==== Record excerpts
//! C interface to [`AtariEnv`].
//!
//! An environment lives behind an opaque pointer created by
//! [`arcade_new_env`] (feature `ale`) or [`into_handle`] and released by
//! [`arcade_del_env`]. Buffers are passed as pointer/length pairs and are
//! checked against the geometry of the environment before being written.
//!
//! Functions returning `i32` status give [`ARCADE_OK`] on success and a
//! negative code on error; the error itself is logged with [`log::error!`].
//! Nothing here is thread-safe: a handle must be driven by one thread at a time.
use anyhow::Result;
use arcade_atari_env::{AtariEnv, Emulator, Mode};
use arcade_core::{ArcadeError, BatchView};
use log::error;
use std::slice;

/// An environment over any emulator.
pub type EnvHandle = AtariEnv<Box<dyn Emulator>>;

/// Success.
pub const ARCADE_OK: i32 = 0;
/// A required pointer was null.
pub const ARCADE_ERR_NULL_PTR: i32 = -1;
/// An argument could not be interpreted.
pub const ARCADE_ERR_INVALID_ARG: i32 = -2;
/// Too few transitions to sample from.
pub const ARCADE_ERR_UNDERFLOW: i32 = -3;
/// A batch range outside the batch.
pub const ARCADE_ERR_BATCH_RANGE: i32 = -4;
/// A buffer of the wrong length.
pub const ARCADE_ERR_BUFFER_LENGTH: i32 = -5;
/// An action outside the minimal action set.
pub const ARCADE_ERR_INVALID_ACTION: i32 = -6;
/// The ROM image was not found.
pub const ARCADE_ERR_ROM_NOT_FOUND: i32 = -7;
/// Compression or decompression failed.
pub const ARCADE_ERR_CODEC: i32 = -8;
/// Any other error.
pub const ARCADE_ERR_OTHER: i32 = -9;

fn status_code(err: &anyhow::Error) -> i32 {
    match err.downcast_ref::<ArcadeError>() {
        Some(ArcadeError::SamplingUnderflow { .. }) => ARCADE_ERR_UNDERFLOW,
        Some(ArcadeError::BatchRange { .. }) => ARCADE_ERR_BATCH_RANGE,
        Some(ArcadeError::BufferLength { .. }) | Some(ArcadeError::GeometryMismatch { .. }) => {
            ARCADE_ERR_BUFFER_LENGTH
        }
        Some(ArcadeError::InvalidAction { .. }) => ARCADE_ERR_INVALID_ACTION,
        Some(ArcadeError::RomNotFound(_)) => ARCADE_ERR_ROM_NOT_FOUND,
        Some(ArcadeError::Compression(_)) | Some(ArcadeError::Decompression { .. }) => {
            ARCADE_ERR_CODEC
        }
        None => ARCADE_ERR_OTHER,
    }
}

fn status(what: &str, result: Result<()>) -> i32 {
    match result {
        Ok(()) => ARCADE_OK,
        Err(err) => {
            error!("{}: {:#}", what, err);
            status_code(&err)
        }
    }
}

/// Moves an environment to the heap and returns its handle.
///
/// The handle must be released with [`arcade_del_env`].
pub fn into_handle(env: EnvHandle) -> *mut EnvHandle {
    Box::into_raw(Box::new(env))
}

/// Creates an environment for `game` with a replay buffer of `capacity` transitions.
///
/// Returns null on error.
///
/// # Safety
/// `game` must be a NUL-terminated string.
#[cfg(feature = "ale")]
#[no_mangle]
pub unsafe extern "C" fn arcade_new_env(
    game: *const std::os::raw::c_char,
    capacity: usize,
) -> *mut EnvHandle {
    use arcade_atari_env::{atari_env::ale::Ale, AtariEnvConfig};
    use arcade_core::ReplayBufferConfig;

    if game.is_null() {
        error!("arcade_new_env: null game name");
        return std::ptr::null_mut();
    }
    let build = || -> Result<EnvHandle> {
        let name = std::ffi::CStr::from_ptr(game).to_str()?;
        let config = AtariEnvConfig::default()
            .name(name)
            .replay(ReplayBufferConfig::default().capacity(capacity));
        let ale: Box<dyn Emulator> = Box::new(Ale::open(&config)?);
        AtariEnv::with_emulator(ale, &config)
    };
    match build() {
        Ok(env) => into_handle(env),
        Err(err) => {
            error!("arcade_new_env: {:#}", err);
            std::ptr::null_mut()
        }
    }
}

/// Releases an environment. A null handle is ignored.
///
/// # Safety
/// `env` must come from [`arcade_new_env`] or [`into_handle`] and not be used afterwards.
#[no_mangle]
pub unsafe extern "C" fn arcade_del_env(env: *mut EnvHandle) {
    if !env.is_null() {
        drop(Box::from_raw(env));
    }
}

/// Clears the done flags.
///
/// # Safety
/// `env` must be a live handle or null.
#[no_mangle]
pub unsafe extern "C" fn arcade_reset_env(env: *mut EnvHandle) -> i32 {
    match env.as_mut() {
        Some(env) => {
            env.soft_reset();
            ARCADE_OK
        }
        None => ARCADE_ERR_NULL_PTR,
    }
}

/// Restarts the game, clears the observation stack, the flags and the counters.
///
/// # Safety
/// `env` must be a live handle or null.
#[no_mangle]
pub unsafe extern "C" fn arcade_hard_reset_env(env: *mut EnvHandle) -> i32 {
    match env.as_mut() {
        Some(env) => status("arcade_hard_reset_env", env.hard_reset()),
        None => ARCADE_ERR_NULL_PTR,
    }
}

/// Writes the stacked observation into `buf`.
///
/// # Safety
/// `env` must be a live handle or null; `buf` must be valid for `len` bytes.
#[no_mangle]
pub unsafe extern "C" fn arcade_get_obs_env(env: *mut EnvHandle, buf: *mut u8, len: usize) -> i32 {
    let env = match env.as_ref() {
        Some(env) if !buf.is_null() => env,
        _ => return ARCADE_ERR_NULL_PTR,
    };
    let buf = slice::from_raw_parts_mut(buf, len);
    status("arcade_get_obs_env", env.observation(buf))
}

/// Width of the raw screen, or a negative code.
///
/// # Safety
/// `env` must be a live handle or null.
#[no_mangle]
pub unsafe extern "C" fn arcade_raw_width_env(env: *mut EnvHandle) -> i32 {
    env.as_ref()
        .map_or(ARCADE_ERR_NULL_PTR, |env| env.raw_width() as i32)
}

/// Height of the raw screen, or a negative code.
///
/// # Safety
/// `env` must be a live handle or null.
#[no_mangle]
pub unsafe extern "C" fn arcade_raw_height_env(env: *mut EnvHandle) -> i32 {
    env.as_ref()
        .map_or(ARCADE_ERR_NULL_PTR, |env| env.raw_height() as i32)
}

/// Writes the raw RGB screen into `buf`.
///
/// # Safety
/// `env` must be a live handle or null; `buf` must be valid for `len` bytes.
#[no_mangle]
pub unsafe extern "C" fn arcade_get_rgb_env(env: *mut EnvHandle, buf: *mut u8, len: usize) -> i32 {
    let env = match env.as_ref() {
        Some(env) if !buf.is_null() => env,
        _ => return ARCADE_ERR_NULL_PTR,
    };
    let buf = slice::from_raw_parts_mut(buf, len);
    status("arcade_get_rgb_env", env.rgb(buf))
}

/// Size of the minimal action set, or a negative code.
///
/// # Safety
/// `env` must be a live handle or null.
#[no_mangle]
pub unsafe extern "C" fn arcade_action_length_env(env: *mut EnvHandle) -> i32 {
    env.as_ref()
        .map_or(ARCADE_ERR_NULL_PTR, |env| env.n_actions() as i32)
}

/// Steps of the last finished episode, or a negative code.
///
/// # Safety
/// `env` must be a live handle or null.
#[no_mangle]
pub unsafe extern "C" fn arcade_episode_steps_env(env: *mut EnvHandle) -> i32 {
    env.as_ref()
        .map_or(ARCADE_ERR_NULL_PTR, |env| env.episode_steps() as i32)
}

/// Score of the last finished episode. Scores can be negative, so a null
/// handle is only reported through the log and gives 0.
///
/// # Safety
/// `env` must be a live handle or null.
#[no_mangle]
pub unsafe extern "C" fn arcade_episode_score_env(env: *mut EnvHandle) -> i32 {
    match env.as_ref() {
        Some(env) => env.episode_score(),
        None => {
            error!("arcade_episode_score_env: null handle");
            0
        }
    }
}

/// Steps the game. The transition is stored unless `evalmode` is set.
///
/// The reward is written to `reward` when it is not null.
///
/// # Safety
/// `env` must be a live handle or null; `reward` must be valid or null.
#[no_mangle]
pub unsafe extern "C" fn arcade_act_env(
    env: *mut EnvHandle,
    action: u8,
    evalmode: bool,
    reward: *mut i32,
) -> i32 {
    let env = match env.as_mut() {
        Some(env) => env,
        None => return ARCADE_ERR_NULL_PTR,
    };
    let mode = if evalmode { Mode::Eval } else { Mode::Train };
    let result = env.act(action as usize, mode).map(|r| {
        if let Some(out) = reward.as_mut() {
            *out = r;
        }
    });
    status("arcade_act_env", result)
}

/// The episode ended in the last step. False for a null handle.
///
/// # Safety
/// `env` must be a live handle or null.
#[no_mangle]
pub unsafe extern "C" fn arcade_done_env(env: *mut EnvHandle) -> bool {
    env.as_ref().map_or(false, |env| env.done())
}

/// The game was over in the last step. False for a null handle.
///
/// # Safety
/// `env` must be a live handle or null.
#[no_mangle]
pub unsafe extern "C" fn arcade_game_over_env(env: *mut EnvHandle) -> bool {
    env.as_ref().map_or(false, |env| env.game_over())
}

/// The last step hit the step cap. False for a null handle.
///
/// # Safety
/// `env` must be a live handle or null.
#[no_mangle]
pub unsafe extern "C" fn arcade_max_step_reached_env(env: *mut EnvHandle) -> bool {
    env.as_ref().map_or(false, |env| env.max_step_reached())
}

/// Fills items `offset..offset + count` of a batch of `batch_capacity` items
/// with transitions sampled from the replay buffer of `env`.
///
/// States are `batch_capacity * state_size` bytes, the other buffers
/// `batch_capacity` items.
///
/// # Safety
/// `env` must be a live handle or null. Each buffer must be valid for the
/// length given above and must not overlap with another.
#[no_mangle]
pub unsafe extern "C" fn arcade_prefetch_batch_env(
    env: *mut EnvHandle,
    states: *mut u8,
    actions: *mut u8,
    rewards: *mut f32,
    end_states: *mut u8,
    dones: *mut f32,
    batch_capacity: usize,
    offset: usize,
    count: usize,
) -> i32 {
    let env = match env.as_mut() {
        Some(env) => env,
        None => return ARCADE_ERR_NULL_PTR,
    };
    if states.is_null()
        || actions.is_null()
        || rewards.is_null()
        || end_states.is_null()
        || dones.is_null()
    {
        return ARCADE_ERR_NULL_PTR;
    }
    let state_len = env.state_size();
    let state_bytes = match batch_capacity.checked_mul(state_len) {
        Some(n) => n,
        None => return ARCADE_ERR_INVALID_ARG,
    };

    let view = BatchView::new(
        slice::from_raw_parts_mut(states, state_bytes),
        slice::from_raw_parts_mut(actions, batch_capacity),
        slice::from_raw_parts_mut(rewards, batch_capacity),
        slice::from_raw_parts_mut(end_states, state_bytes),
        slice::from_raw_parts_mut(dones, batch_capacity),
        state_len,
    );
    let result = view.and_then(|view| env.prefetch(view, offset, count));
    status("arcade_prefetch_batch_env", result)
}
========
» **What the task requires**:
Restate word for word only the lines running from the beginning of the data to the line holding "pairs and are", both included.

» **Answer area**:
//! C interface to [`AtariEnv`].
//!
//! An environment lives behind an opaque pointer created by
//! [`arcade_new_env`] (feature `ale`) or [`into_handle`] and released by
//! [`arcade_del_env`]. Buffers are passed as pointer/length pairs and are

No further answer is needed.